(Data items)
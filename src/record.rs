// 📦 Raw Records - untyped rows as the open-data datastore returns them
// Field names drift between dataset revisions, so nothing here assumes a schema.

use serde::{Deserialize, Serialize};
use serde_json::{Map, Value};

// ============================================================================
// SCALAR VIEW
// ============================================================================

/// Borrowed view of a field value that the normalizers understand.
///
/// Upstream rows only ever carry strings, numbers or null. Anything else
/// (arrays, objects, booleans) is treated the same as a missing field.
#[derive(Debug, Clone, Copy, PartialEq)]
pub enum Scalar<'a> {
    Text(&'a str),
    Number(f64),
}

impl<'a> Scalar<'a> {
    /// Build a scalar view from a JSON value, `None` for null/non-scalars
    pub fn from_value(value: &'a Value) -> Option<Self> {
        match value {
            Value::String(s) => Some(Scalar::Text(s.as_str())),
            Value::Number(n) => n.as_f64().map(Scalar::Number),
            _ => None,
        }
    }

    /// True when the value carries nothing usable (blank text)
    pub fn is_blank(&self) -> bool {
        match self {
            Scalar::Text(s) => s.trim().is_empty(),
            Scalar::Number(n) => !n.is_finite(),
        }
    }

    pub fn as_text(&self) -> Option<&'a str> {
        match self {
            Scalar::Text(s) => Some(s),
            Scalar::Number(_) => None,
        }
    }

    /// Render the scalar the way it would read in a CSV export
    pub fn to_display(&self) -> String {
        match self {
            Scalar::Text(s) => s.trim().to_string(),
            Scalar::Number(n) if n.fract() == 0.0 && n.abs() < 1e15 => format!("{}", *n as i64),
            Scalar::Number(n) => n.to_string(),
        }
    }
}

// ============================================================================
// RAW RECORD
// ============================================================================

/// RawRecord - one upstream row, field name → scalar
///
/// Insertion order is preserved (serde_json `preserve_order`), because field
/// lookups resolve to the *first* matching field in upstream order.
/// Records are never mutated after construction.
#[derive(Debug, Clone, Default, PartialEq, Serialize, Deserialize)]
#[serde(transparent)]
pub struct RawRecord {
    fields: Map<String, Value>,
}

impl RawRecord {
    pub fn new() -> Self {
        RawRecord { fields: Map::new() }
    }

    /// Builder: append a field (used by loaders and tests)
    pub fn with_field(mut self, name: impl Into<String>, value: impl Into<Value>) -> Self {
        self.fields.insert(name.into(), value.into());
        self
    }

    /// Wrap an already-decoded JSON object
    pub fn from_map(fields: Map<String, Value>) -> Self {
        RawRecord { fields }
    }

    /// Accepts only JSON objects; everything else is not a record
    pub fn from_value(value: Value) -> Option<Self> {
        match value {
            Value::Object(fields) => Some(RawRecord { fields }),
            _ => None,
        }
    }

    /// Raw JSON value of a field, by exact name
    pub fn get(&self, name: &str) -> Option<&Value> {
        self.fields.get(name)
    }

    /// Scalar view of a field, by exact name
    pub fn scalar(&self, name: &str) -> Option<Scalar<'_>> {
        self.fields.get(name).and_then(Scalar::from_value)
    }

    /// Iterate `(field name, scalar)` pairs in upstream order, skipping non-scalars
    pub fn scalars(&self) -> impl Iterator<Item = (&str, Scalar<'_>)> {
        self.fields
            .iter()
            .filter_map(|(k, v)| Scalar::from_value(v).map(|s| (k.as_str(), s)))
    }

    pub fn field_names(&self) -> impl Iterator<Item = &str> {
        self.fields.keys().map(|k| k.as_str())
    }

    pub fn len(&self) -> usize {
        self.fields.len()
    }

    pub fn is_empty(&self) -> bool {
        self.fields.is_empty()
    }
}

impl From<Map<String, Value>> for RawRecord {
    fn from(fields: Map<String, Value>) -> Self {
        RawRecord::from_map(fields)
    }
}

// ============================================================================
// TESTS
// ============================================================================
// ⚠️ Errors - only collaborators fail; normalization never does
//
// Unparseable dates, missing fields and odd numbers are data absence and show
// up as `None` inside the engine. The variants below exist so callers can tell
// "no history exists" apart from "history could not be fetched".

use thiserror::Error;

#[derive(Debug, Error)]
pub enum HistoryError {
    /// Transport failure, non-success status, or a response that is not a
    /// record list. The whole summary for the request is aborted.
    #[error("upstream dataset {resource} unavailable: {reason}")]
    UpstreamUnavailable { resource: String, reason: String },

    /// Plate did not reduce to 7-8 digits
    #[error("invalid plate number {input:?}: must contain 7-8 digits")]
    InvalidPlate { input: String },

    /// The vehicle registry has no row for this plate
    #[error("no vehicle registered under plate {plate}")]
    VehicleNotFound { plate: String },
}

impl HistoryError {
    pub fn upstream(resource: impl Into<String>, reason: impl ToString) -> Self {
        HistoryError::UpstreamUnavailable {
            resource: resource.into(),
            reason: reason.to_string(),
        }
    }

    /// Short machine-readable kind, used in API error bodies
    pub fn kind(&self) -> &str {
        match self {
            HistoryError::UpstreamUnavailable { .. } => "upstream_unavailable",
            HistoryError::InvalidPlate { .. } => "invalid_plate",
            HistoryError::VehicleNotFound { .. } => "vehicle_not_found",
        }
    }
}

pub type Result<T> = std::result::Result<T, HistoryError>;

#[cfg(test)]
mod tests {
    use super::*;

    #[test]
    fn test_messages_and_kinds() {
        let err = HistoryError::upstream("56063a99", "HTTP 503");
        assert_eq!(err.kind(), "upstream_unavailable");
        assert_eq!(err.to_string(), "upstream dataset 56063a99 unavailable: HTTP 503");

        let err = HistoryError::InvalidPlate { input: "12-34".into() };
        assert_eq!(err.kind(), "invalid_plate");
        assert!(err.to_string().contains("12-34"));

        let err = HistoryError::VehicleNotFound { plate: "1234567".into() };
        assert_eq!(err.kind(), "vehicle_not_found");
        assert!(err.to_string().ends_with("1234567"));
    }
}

◆ Task ◆
Reproduce every entry exactly, with nothing added or dropped.

◆ Reply to the task ◆
filename src/record.rs
// 📦 Raw Records - untyped rows as the open-data datastore returns them
// Field names drift between dataset revisions, so nothing here assumes a schema.

use serde::{Deserialize, Serialize};
use serde_json::{Map, Value};

// ============================================================================
// SCALAR VIEW
// ============================================================================

/// Borrowed view of a field value that the normalizers understand.
///
/// Upstream rows only ever carry strings, numbers or null. Anything else
/// (arrays, objects, booleans) is treated the same as a missing field.
#[derive(Debug, Clone, Copy, PartialEq)]
pub enum Scalar<'a> {
    Text(&'a str),
    Number(f64),
}

impl<'a> Scalar<'a> {
    /// Build a scalar view from a JSON value, `None` for null/non-scalars
    pub fn from_value(value: &'a Value) -> Option<Self> {
        match value {
            Value::String(s) => Some(Scalar::Text(s.as_str())),
            Value::Number(n) => n.as_f64().map(Scalar::Number),
            _ => None,
        }
    }

    /// True when the value carries nothing usable (blank text)
    pub fn is_blank(&self) -> bool {
        match self {
            Scalar::Text(s) => s.trim().is_empty(),
            Scalar::Number(n) => !n.is_finite(),
        }
    }

    pub fn as_text(&self) -> Option<&'a str> {
        match self {
            Scalar::Text(s) => Some(s),
            Scalar::Number(_) => None,
        }
    }

    /// Render the scalar the way it would read in a CSV export
    pub fn to_display(&self) -> String {
        match self {
            Scalar::Text(s) => s.trim().to_string(),
            Scalar::Number(n) if n.fract() == 0.0 && n.abs() < 1e15 => format!("{}", *n as i64),
            Scalar::Number(n) => n.to_string(),
        }
    }
}

// ============================================================================
// RAW RECORD
// ============================================================================

/// RawRecord - one upstream row, field name → scalar
///
/// Insertion order is preserved (serde_json `preserve_order`), because field
/// lookups resolve to the *first* matching field in upstream order.
/// Records are never mutated after construction.
#[derive(Debug, Clone, Default, PartialEq, Serialize, Deserialize)]
#[serde(transparent)]
pub struct RawRecord {
    fields: Map<String, Value>,
}

impl RawRecord {
    pub fn new() -> Self {
        RawRecord { fields: Map::new() }
    }

    /// Builder: append a field (used by loaders and tests)
    pub fn with_field(mut self, name: impl Into<String>, value: impl Into<Value>) -> Self {
        self.fields.insert(name.into(), value.into());
        self
    }

    /// Wrap an already-decoded JSON object
    pub fn from_map(fields: Map<String, Value>) -> Self {
        RawRecord { fields }
    }

    /// Accepts only JSON objects; everything else is not a record
    pub fn from_value(value: Value) -> Option<Self> {
        match value {
            Value::Object(fields) => Some(RawRecord { fields }),
            _ => None,
        }
    }

    /// Raw JSON value of a field, by exact name
    pub fn get(&self, name: &str) -> Option<&Value> {
        self.fields.get(name)
    }

    /// Scalar view of a field, by exact name
    pub fn scalar(&self, name: &str) -> Option<Scalar<'_>> {
        self.fields.get(name).and_then(Scalar::from_value)
    }

    /// Iterate `(field name, scalar)` pairs in upstream order, skipping non-scalars
    pub fn scalars(&self) -> impl Iterator<Item = (&str, Scalar<'_>)> {
        self.fields
            .iter()
            .filter_map(|(k, v)| Scalar::from_value(v).map(|s| (k.as_str(), s)))
    }

    pub fn field_names(&self) -> impl Iterator<Item = &str> {
        self.fields.keys().map(|k| k.as_str())
    }

    pub fn len(&self) -> usize {
        self.fields.len()
    }

    pub fn is_empty(&self) -> bool {
        self.fields.is_empty()
    }
}

impl From<Map<String, Value>> for RawRecord {
    fn from(fields: Map<String, Value>) -> Self {
        RawRecord::from_map(fields)
    }
}

// ============================================================================
// TESTS
// ============================================================================
// ⚠️ Errors - only collaborators fail; normalization never does
//
// Unparseable dates, missing fields and odd numbers are data absence and show
// up as `None` inside the engine. The variants below exist so callers can tell
// "no history exists" apart from "history could not be fetched".

use thiserror::Error;

#[derive(Debug, Error)]
pub enum HistoryError {
    /// Transport failure, non-success status, or a response that is not a
    /// record list. The whole summary for the request is aborted.
    #[error("upstream dataset {resource} unavailable: {reason}")]
    UpstreamUnavailable { resource: String, reason: String },

    /// Plate did not reduce to 7-8 digits
    #[error("invalid plate number {input:?}: must contain 7-8 digits")]
    InvalidPlate { input: String },

    /// The vehicle registry has no row for this plate
    #[error("no vehicle registered under plate {plate}")]
    VehicleNotFound { plate: String },
}

impl HistoryError {
    pub fn upstream(resource: impl Into<String>, reason: impl ToString) -> Self {
        HistoryError::UpstreamUnavailable {
            resource: resource.into(),
            reason: reason.to_string(),
        }
    }

    /// Short machine-readable kind, used in API error bodies
    pub fn kind(&self) -> &str {
        match self {
            HistoryError::UpstreamUnavailable { .. } => "upstream_unavailable",
            HistoryError::InvalidPlate { .. } => "invalid_plate",
            HistoryError::VehicleNotFound { .. } => "vehicle_not_found",
        }
    }
}

pub type Result<T> = std::result::Result<T, HistoryError>;

#[cfg(test)]
mod tests {
    use super::*;

    #[test]
    fn test_messages_and_kinds() {
        let err = HistoryError::upstream("56063a99", "HTTP 503");
        assert_eq!(err.kind(), "upstream_unavailable");
        assert_eq!(err.to_string(), "upstream dataset 56063a99 unavailable: HTTP 503");

        let err = HistoryError::InvalidPlate { input: "12-34".into() };
        assert_eq!(err.kind(), "invalid_plate");
        assert!(err.to_string().contains("12-34"));

        let err = HistoryError::VehicleNotFound { plate: "1234567".into() };
        assert_eq!(err.kind(), "vehicle_not_found");
        assert!(err.to_string().ends_with("1234567"));
    }
}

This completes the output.